On 03/01/13 00:02, wp mirror wrote:
Dear Platonides,
Happy New Year. Thank you for your email.
Here is a sketch of the issues with image files:
- IMAGE FILE NAME
Issue: The enwiki has many image files which names contain control characters (ampersand, asterisk, backquote, percent, question, etc.). The problem may be illustrated by trying the following slightly hazardous examples:
(shell)$ curl -O http://star*.jpg (shell)$ curl -O http://foo%60ls%60bar.jpg
Obviously, you should have been using: $ curl -O 'http://star*.jpg' $ curl -O 'http://foo%60ls%60bar.jpg'
If you simply pass the parameters without quoting to curl, well, that's a bad idea. Specially since you don't seem to be treating $ specially...

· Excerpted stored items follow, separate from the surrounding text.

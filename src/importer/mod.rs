// ==========================================
// 待打包订单发运系统 - 导入层
// ==========================================
// 职责: 上传文件 → ImportRow 列表
// 支持: Excel, CSV
// ==========================================

// 模块声明
pub mod data_cleaner;
pub mod error;
pub mod field_mapper;
pub mod file_parser;
pub mod importer_trait;
pub mod shipment_importer_impl;

// 重导出核心类型
pub use data_cleaner::{DataCleaner, FieldValueError};
pub use error::{ImportError, ImportResult};
pub use field_mapper::{ColumnLayout, FieldMapper as FieldMapperImpl};
pub use file_parser::{CsvParser, SpreadsheetParser, UniversalFileParser};
pub use shipment_importer_impl::ShipmentImporterImpl;

// 重导出 Trait 接口
pub use importer_trait::{FieldMapper, FileParser, ImportOutcome, RawRow, RawSheet, ShipmentImporter};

Countermeasures: a) When WP-MIRROR 0.5 scrapes the dump for image file names, such file names are immediately dropped from further consideration; and b) After downloading is complete, I sequester any image files which name contains a percent, because such file names cause `rebuildImages.php --missing', to fail.
- PARTIAL DOWNLOADS
Issue: HTTP is not very reliable. I see thousands of partially downloaded image files littering $wgScriptPath/images/[0-9a-f]/.
The ideal solution would be to use digests. Digests are fast. However, while dump file digests (md5sum) are posted, image file checksums are not. Nor have I seen any digest metadata transported in HTTP headers as would be the case with metalink. So, I run the following:
(...) Digests are available in the db (see below), except a few errors as mentioned.
- INVALID FILES
Issue: Many downloaded image files, upon closer inspection, turnout to be error messages produced by a nearby web caching proxy. A copy of one such message is given in:
Appendix E.19.2 Filename Issues
Countermeasures: After downloading, all image files smaller than 1K are grepped for "302 Redirected". Bad image files are sequestered to $wgScriptPath/images/bad-images/[0-9a-f]/ for later manual inspection.
- SHA1SUM
I read with interest your remarks below about SHA1. I am aware of the img_sha1 field in the images table. However, I am unable to reproduce the values that I find there. As a concrete example, consider the file 'Arc_en_ciel.png' which appears in simplewiki:
(shell)$ env printf %s Arc_en_ciel.png | openssl dgst -md5 (stdin)= 00135a44372c142bd509367a9f166733
So far, so good. The file is indeed stored under $wgScriptPath/images/0/00/.
(rootshell)# openssl dgst -sha1 0/00/Arc_en_ciel.png SHA1(0/00/Arc_en_ciel.png)= fd67104be2338dea99e1211be8b6824d3b271c38
(shell)$ mysql --host=localhost --user=root --password Password: .... mysql> SELECT img_sha1,img_name FROM simplewiki.image WHERE img_name='Arc_en_ciel.png'; +---------------------------------+-----------------+ | img_sha1 | img_name | +---------------------------------+-----------------+ | tllx8mwbr31uissi6a9jq86836d6vy0 | Arc_en_ciel.png | +---------------------------------+-----------------+ 1 row in set (0.00 sec)
Not hexadecimal. The data type is VARBINARY(32), so I try conversion:
mysql> select HEX(img_sha1),img_name from simplewiki.image where img_name='Arc_en_ciel.png'; +----------------------------------------------------------------+-----------------+ | HEX(img_sha1) | img_name | +----------------------------------------------------------------+-----------------+ | 746C6C78386D776272333175697373693661396A7138363833366436767930 | Arc_en_ciel.png | +----------------------------------------------------------------+-----------------+ 1 row in set (0.14 sec)
Still not a match.
Perhaps you could help me understand how these digests are computed.
Those are sha1 in base-36. You will need to convert from base-36 to base-16 to get the “classical output”.